The Importance of Due Diligence in Mergers and Acquisitions


According to a study conducted by M&A consultants Alan Lewis and Dan McKone, out of 2,500 M&A deals analyzed, more than 60 percent resulted in lost shareholder value. Most research indicates that only about half of M&A activity meets its objectives, making it essentially a coin toss.

Due diligence is the lifeblood of any financial or legal dealing, as it forms the bedrock for informed decision-making and risk management. A comprehensive due diligence process uncovers hidden pitfalls and potential growth opportunities to explore.

Among the hundreds and thousands of financial transactions that fail yearly, including M&As, an oversight in due diligence is responsible for a significant percentage.

What Exactly is Due Diligence?

Due diligence in the context of mergers and acquisitions (M&A) is the thorough investigation and analysis the acquirers conduct to assess the target company's operations, financials, legal compliance, and other relevant aspects.

It's a comprehensive review or audit of documents, records, and information to verify their accuracy, identify potential risks or liabilities, and evaluate the value and viability of the transaction.

Financial, legal, operational, and other specific forms of due diligence help you gain a deep understanding of the target company's IT systems, financial health, legal obligations, operational capabilities, and potential integration challenges.

What are the Different Types of Due Diligence in M&A?

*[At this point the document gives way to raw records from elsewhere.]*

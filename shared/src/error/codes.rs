//! Unified error codes for the Moda store backend
//!
//! This module defines all error codes used across the server and frontend.
//! Error codes are organized by category:
//! - 0xxx: General errors
//! - 1xxx: User errors
//! - 4xxx: Order errors
//! - 5xxx: Review errors
//! - 6xxx: Product errors (65xx: file upload)
//! - 7xxx: Cart and favorites errors
//! - 9xxx: System errors

use serde::{Deserialize, Serialize};
use std::fmt;

/// Unified error code enum
///
/// All error codes are represented as u16 values for efficient serialization
/// and cross-language compatibility (Rust, TypeScript, etc.)
#[derive(Debug, Clone, Copy, PartialEq, Eq, Hash, Serialize, Deserialize)]
#[serde(into = "u16", try_from = "u16")]
#[repr(u16)]
pub enum ErrorCode {
    // ==================== 0xxx: General ====================
    /// Operation completed successfully
    Success = 0,
    /// Unknown error
    Unknown = 1,
    /// Validation failed
    ValidationFailed = 2,
    /// Resource not found
    NotFound = 3,
    /// Resource already exists
    AlreadyExists = 4,
    /// Invalid request
    InvalidRequest = 5,
    /// Invalid format
    InvalidFormat = 6,
    /// Required field missing
    RequiredField = 7,
    /// Value out of range
    ValueOutOfRange = 8,

    // ==================== 1xxx: User ====================
    /// User not found
    UserNotFound = 1001,

    // ==================== 4xxx: Order ====================
    /// Order not found
    OrderNotFound = 4001,
    /// Order has not been completed yet (review not eligible)
    OrderNotCompleted = 4002,
    /// Order status is not one of the allowed states
    OrderStatusInvalid = 4003,
    /// Order has no line items
    OrderEmpty = 4004,

    // ==================== 5xxx: Review ====================
    /// Review not found
    ReviewNotFound = 5001,
    /// Every submitted item was already reviewed
    AlreadyReviewed = 5002,

    // ==================== 6xxx: Product ====================
    /// Product not found
    ProductNotFound = 6001,
    /// No variant with the requested color
    VariantNotFound = 6002,
    /// Variant has no entry for the requested size
    SizeNotFound = 6003,
    /// Requested quantity exceeds available stock
    ProductOutOfStock = 6004,
    /// Product has invalid price
    ProductInvalidPrice = 6005,
    /// Product name already exists
    ProductNameExists = 6006,

    // ==================== 65xx: File Upload ====================
    /// File too large
    FileTooLarge = 6501,
    /// Unsupported file format
    UnsupportedFileFormat = 6502,
    /// Invalid/corrupted image file
    InvalidImageFile = 6503,
    /// Empty file provided
    EmptyFile = 6504,
    /// File storage failed
    FileStorageFailed = 6505,

    // ==================== 7xxx: Cart and Favorites ====================
    /// Cart has no line matching the requested key
    CartLineNotFound = 7001,
    /// Quantity must be a positive integer
    InvalidQuantity = 7002,
    /// Unknown cart action
    UnknownCartAction = 7003,
    /// Product is already in favorites
    AlreadyFavorited = 7101,
    /// Product is not in favorites
    FavoriteNotFound = 7102,

    // ==================== 9xxx: System ====================
    /// Internal server error
    InternalError = 9001,
    /// Database error
    DatabaseError = 9002,
    /// Configuration error
    ConfigError = 9003,
}

impl ErrorCode {
    /// Get the numeric code value
    #[inline]
    pub const fn code(&self) -> u16 {
        *self as u16
    }

    /// Check if this is a success code
    #[inline]
    pub const fn is_success(&self) -> bool {
        matches!(self, ErrorCode::Success)
    }

    /// Check if this code reports a missing resource (drives the
    /// `NOT_FOUND` envelope status and the 404 mapping)
    #[inline]
    pub const fn is_not_found(&self) -> bool {
        matches!(
            self,
            ErrorCode::NotFound
                | ErrorCode::UserNotFound
                | ErrorCode::OrderNotFound
                | ErrorCode::ReviewNotFound
                | ErrorCode::ProductNotFound
                | ErrorCode::VariantNotFound
                | ErrorCode::SizeNotFound
                | ErrorCode::CartLineNotFound
                | ErrorCode::FavoriteNotFound
        )
    }

    /// Get the developer-facing English message for this error code
    pub const fn message(&self) -> &'static str {
        match self {
            // General
            ErrorCode::Success => "Operation completed successfully",
            ErrorCode::Unknown => "An unknown error occurred",
            ErrorCode::ValidationFailed => "Validation failed",
            ErrorCode::NotFound => "Resource not found",
            ErrorCode::AlreadyExists => "Resource already exists",
            ErrorCode::InvalidRequest => "Invalid request",
            ErrorCode::InvalidFormat => "Invalid format",
            ErrorCode::RequiredField => "Required field is missing",
            ErrorCode::ValueOutOfRange => "Value is out of range",

            // User
            ErrorCode::UserNotFound => "User not found",

            // Order
            ErrorCode::OrderNotFound => "Order not found",
            ErrorCode::OrderNotCompleted => "Order has not been completed",
            ErrorCode::OrderStatusInvalid => "Invalid order status",
            ErrorCode::OrderEmpty => "Order has no items",

            // Review
            ErrorCode::ReviewNotFound => "Review not found",
            ErrorCode::AlreadyReviewed => "All products were already reviewed",

            // Product
            ErrorCode::ProductNotFound => "Product not found",
            ErrorCode::VariantNotFound => "Product variant not found",
            ErrorCode::SizeNotFound => "Size not available for this variant",
            ErrorCode::ProductOutOfStock => "Product is out of stock",
            ErrorCode::ProductInvalidPrice => "Product has invalid price",
            ErrorCode::ProductNameExists => "Product name already exists",

            // File Upload
            ErrorCode::FileTooLarge => "File too large",
            ErrorCode::UnsupportedFileFormat => "Unsupported file format",
            ErrorCode::InvalidImageFile => "Invalid image file",
            ErrorCode::EmptyFile => "Empty file provided",
            ErrorCode::FileStorageFailed => "File storage failed",

            // Cart and Favorites
            ErrorCode::CartLineNotFound => "Cart line not found",
            ErrorCode::InvalidQuantity => "Quantity must be positive",
            ErrorCode::UnknownCartAction => "Unknown cart action",
            ErrorCode::AlreadyFavorited => "Product is already in favorites",
            ErrorCode::FavoriteNotFound => "Product is not in favorites",

            // System
            ErrorCode::InternalError => "Internal server error",
            ErrorCode::DatabaseError => "Database error",
            ErrorCode::ConfigError => "Configuration error",
        }
    }
}

impl From<ErrorCode> for u16 {
    #[inline]
    fn from(code: ErrorCode) -> Self {
        code.code()
    }
}

/// Error when converting from an invalid u16 to ErrorCode
#[derive(Debug, Clone, Copy, PartialEq, Eq)]
pub struct InvalidErrorCode(pub u16);

impl fmt::Display for InvalidErrorCode {
    fn fmt(&self, f: &mut fmt::Formatter<'_>) -> fmt::Result {
        write!(f, "invalid error code: {}", self.0)
    }
}

impl std::error::Error for InvalidErrorCode {}

impl TryFrom<u16> for ErrorCode {
    type Error = InvalidErrorCode;

    fn try_from(value: u16) -> Result<Self, Self::Error> {
        match value {
            // General
            0 => Ok(ErrorCode::Success),
            1 => Ok(ErrorCode::Unknown),
            2 => Ok(ErrorCode::ValidationFailed),
            3 => Ok(ErrorCode::NotFound),
            4 => Ok(ErrorCode::AlreadyExists),
            5 => Ok(ErrorCode::InvalidRequest),
            6 => Ok(ErrorCode::InvalidFormat),
            7 => Ok(ErrorCode::RequiredField),
            8 => Ok(ErrorCode::ValueOutOfRange),

            // User
            1001 => Ok(ErrorCode::UserNotFound),

            // Order
            4001 => Ok(ErrorCode::OrderNotFound),
            4002 => Ok(ErrorCode::OrderNotCompleted),
            4003 => Ok(ErrorCode::OrderStatusInvalid),
            4004 => Ok(ErrorCode::OrderEmpty),

            // Review
            5001 => Ok(ErrorCode::ReviewNotFound),
            5002 => Ok(ErrorCode::AlreadyReviewed),

            // Product
            6001 => Ok(ErrorCode::ProductNotFound),
            6002 => Ok(ErrorCode::VariantNotFound),
            6003 => Ok(ErrorCode::SizeNotFound),
            6004 => Ok(ErrorCode::ProductOutOfStock),
            6005 => Ok(ErrorCode::ProductInvalidPrice),
            6006 => Ok(ErrorCode::ProductNameExists),

            // File Upload
            6501 => Ok(ErrorCode::FileTooLarge),
            6502 => Ok(ErrorCode::UnsupportedFileFormat),
            6503 => Ok(ErrorCode::InvalidImageFile),
            6504 => Ok(ErrorCode::EmptyFile),
            6505 => Ok(ErrorCode::FileStorageFailed),

            // Cart and Favorites
            7001 => Ok(ErrorCode::CartLineNotFound),
            7002 => Ok(ErrorCode::InvalidQuantity),
            7003 => Ok(ErrorCode::UnknownCartAction),
            7101 => Ok(ErrorCode::AlreadyFavorited),
            7102 => Ok(ErrorCode::FavoriteNotFound),

            // System
            9001 => Ok(ErrorCode::InternalError),
            9002 => Ok(ErrorCode::DatabaseError),
            9003 => Ok(ErrorCode::ConfigError),

            _ => Err(InvalidErrorCode(value)),
        }
    }
}

impl fmt::Display for ErrorCode {
    fn fmt(&self, f: &mut fmt::Formatter<'_>) -> fmt::Result {
        write!(f, "{}", self.code())
    }
}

While operational, commercial, legal, and financial are the main types of due diligence that foster a successful merger or acquisition deal, there are several other types of due diligence when it comes to M&A and they include:

1. Financial Due Diligence

This focuses on evaluating the target company's financial statements, accounting practices, cash flow, assets, liabilities, tax compliance, and overall financial performance and condition. It aims to verify the accuracy of financial information and assess the target company's financial health.

2. Legal Due Diligence

Legal due diligence digs into the legal issues the target company is battling with. It's an in-depth review of the target company's legal documents, contracts, licenses, permits, litigation history, regulatory compliance, intellectual property rights, and legal or regulatory risks to mitigate any potential legal issues that may arise.

3. Commercial Due Diligence

Commercial due diligence assesses the target company's market position, competitive landscape, customer base, sales and marketing strategies, products or services, industry trends, and growth potential. It aims to evaluate the target company's market opportunities, competitive advantages, and prospects.

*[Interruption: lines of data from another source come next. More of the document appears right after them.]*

//! Product Model
//!
//! 商品按颜色分 variant，每个 variant 再按尺码拆分库存。
//! rating / review_count 是评论聚合的缓存字段，只由 RatingService 写入。

use super::serde_helpers;
use serde::{Deserialize, Serialize};
use surrealdb::RecordId;

/// Stock entry for one size of a variant
#[derive(Debug, Clone, Serialize, Deserialize, PartialEq)]
pub struct SizeStock {
    pub size: String,
    /// Remaining units, never negative
    #[serde(default)]
    pub stock: i64,
}

/// Color variant with its per-size stock breakdown
#[derive(Debug, Clone, Serialize, Deserialize, PartialEq)]
pub struct Variant {
    pub color: String,
    #[serde(default)]
    pub sizes: Vec<SizeStock>,
}

impl Variant {
    /// Find the stock entry for a size
    pub fn size_entry(&self, size: &str) -> Option<&SizeStock> {
        self.sizes.iter().find(|s| s.size == size)
    }
}

/// Product model
#[derive(Debug, Clone, Serialize, Deserialize)]
pub struct Product {
    #[serde(default, with = "serde_helpers::option_record_id")]
    pub id: Option<RecordId>,
    pub name: String,
    #[serde(default)]
    pub description: String,
    /// Plain string grouping ("women", "men", ...), no category table
    #[serde(default)]
    pub category: String,
    #[serde(default)]
    pub material: String,
    pub price: f64,
    #[serde(default)]
    pub variants: Vec<Variant>,
    /// Cached mean review rating, one decimal (derived, do not hand-edit)
    #[serde(default)]
    pub rating: f64,
    /// Cached review line count (derived, do not hand-edit)
    #[serde(default)]
    pub review_count: i64,
    /// Units sold counter
    #[serde(default)]
    pub sold: i64,
    /// Stored image URLs
    #[serde(default)]
    pub images: Vec<String>,
    #[serde(default)]
    pub created_at: i64,
    #[serde(default)]
    pub updated_at: i64,
}

impl Product {
    /// Find the variant for a color
    pub fn variant(&self, color: &str) -> Option<&Variant> {
        self.variants.iter().find(|v| v.color == color)
    }

    /// Live stock for a (color, size) pair, None when either is unknown
    pub fn stock_of(&self, color: &str, size: &str) -> Option<i64> {
        self.variant(color)
            .and_then(|v| v.size_entry(size))
            .map(|s| s.stock)
    }
}

#[derive(Debug, Clone, Serialize, Deserialize)]
pub struct ProductCreate {
    pub name: String,
    pub description: Option<String>,
    pub category: Option<String>,
    pub material: Option<String>,
    pub price: f64,
    #[serde(default)]
    pub variants: Vec<Variant>,
    #[serde(default)]
    pub images: Vec<String>,
}

/// Partial update; rating / review_count / sold are derived and not settable
#[derive(Debug, Clone, Serialize, Deserialize)]
pub struct ProductUpdate {
    #[serde(skip_serializing_if = "Option::is_none")]
    pub name: Option<String>,
    #[serde(skip_serializing_if = "Option::is_none")]
    pub description: Option<String>,
    #[serde(skip_serializing_if = "Option::is_none")]
    pub category: Option<String>,
    #[serde(skip_serializing_if = "Option::is_none")]
    pub material: Option<String>,
    #[serde(skip_serializing_if = "Option::is_none")]
    pub price: Option<f64>,
    #[serde(default, skip_serializing_if = "Option::is_none")]
    pub variants: Option<Vec<Variant>>,
    #[serde(default, skip_serializing_if = "Option::is_none")]
    pub images: Option<Vec<String>>,
}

4. Operational Due Diligence

Operational due diligence analyzes the target company's operational capabilities, production processes, supply chain management, IT systems, facilities, and potential operational risks. It aims to assess the efficiency, scalability, and integration challenges of the target company's operations.

5. Technical Due Diligence

Technology or technical due diligence evaluates the target company's technology infrastructure, software systems, intellectual property related to technology, cybersecurity measures, data privacy compliance, and technological risks.

6. Environmental Due Diligence

Environmental due diligence investigations examine the target company's compliance with environmental regulations, potential environmental liabilities, contamination risks, and sustainability practices. It aims to identify any environmental issues that may impact the transaction or pose long-term risks.

7. Human Resources Due Diligence

This focuses on the workforce, employee contracts, compensation and benefits programs, HR policies, culture, and potential HR-related risks. It helps evaluate the compatibility of the workforce and identifies any potential integration challenges.

These types of due diligence provide a comprehensive assessment of different aspects of the target company, enabling the potential buyer to make informed decisions, identify potential risks, and plan for a successful synergy.

What is the Importance and Role of Due Diligence in Mergers and Acquisitions?

The crucial role of due diligence in mergers and acquisitions (M&A) cuts across the entire transaction process, and includes the following:

1. Assessing Risks and Opportunities

Comprehensive due diligence helps you to identify and examine potential risks associated with the company you're buying. It allows for a comprehensive study of the company's financial resources and operational, commercial, and legal aspects to uncover liabilities, litigation, compliance issues, or other potential obstacles.

Simultaneously, due diligence also helps identify opportunities for growth, synergies, and operational improvements that can enhance the value of the transaction.

2. Informing Decision-Making

The things you discover in your M&A due diligence will provide you with essential information to make informed decisions about whether to proceed with the transaction, negotiate terms, or even withdraw from the deal.

Thorough due diligence of the company's financials, operations, and legal standing provides a comprehensive understanding of the risks, opportunities, and value proposition of the transaction.

3. Valuation and Pricing

Due diligence may help you determine the actual price of the company you want to acquire. Due diligence is a critical tool that helps you assess the fair market value and negotiate the purchase price accordingly. It also allows for an evaluation of any contingent liabilities or risks that could affect the valuation.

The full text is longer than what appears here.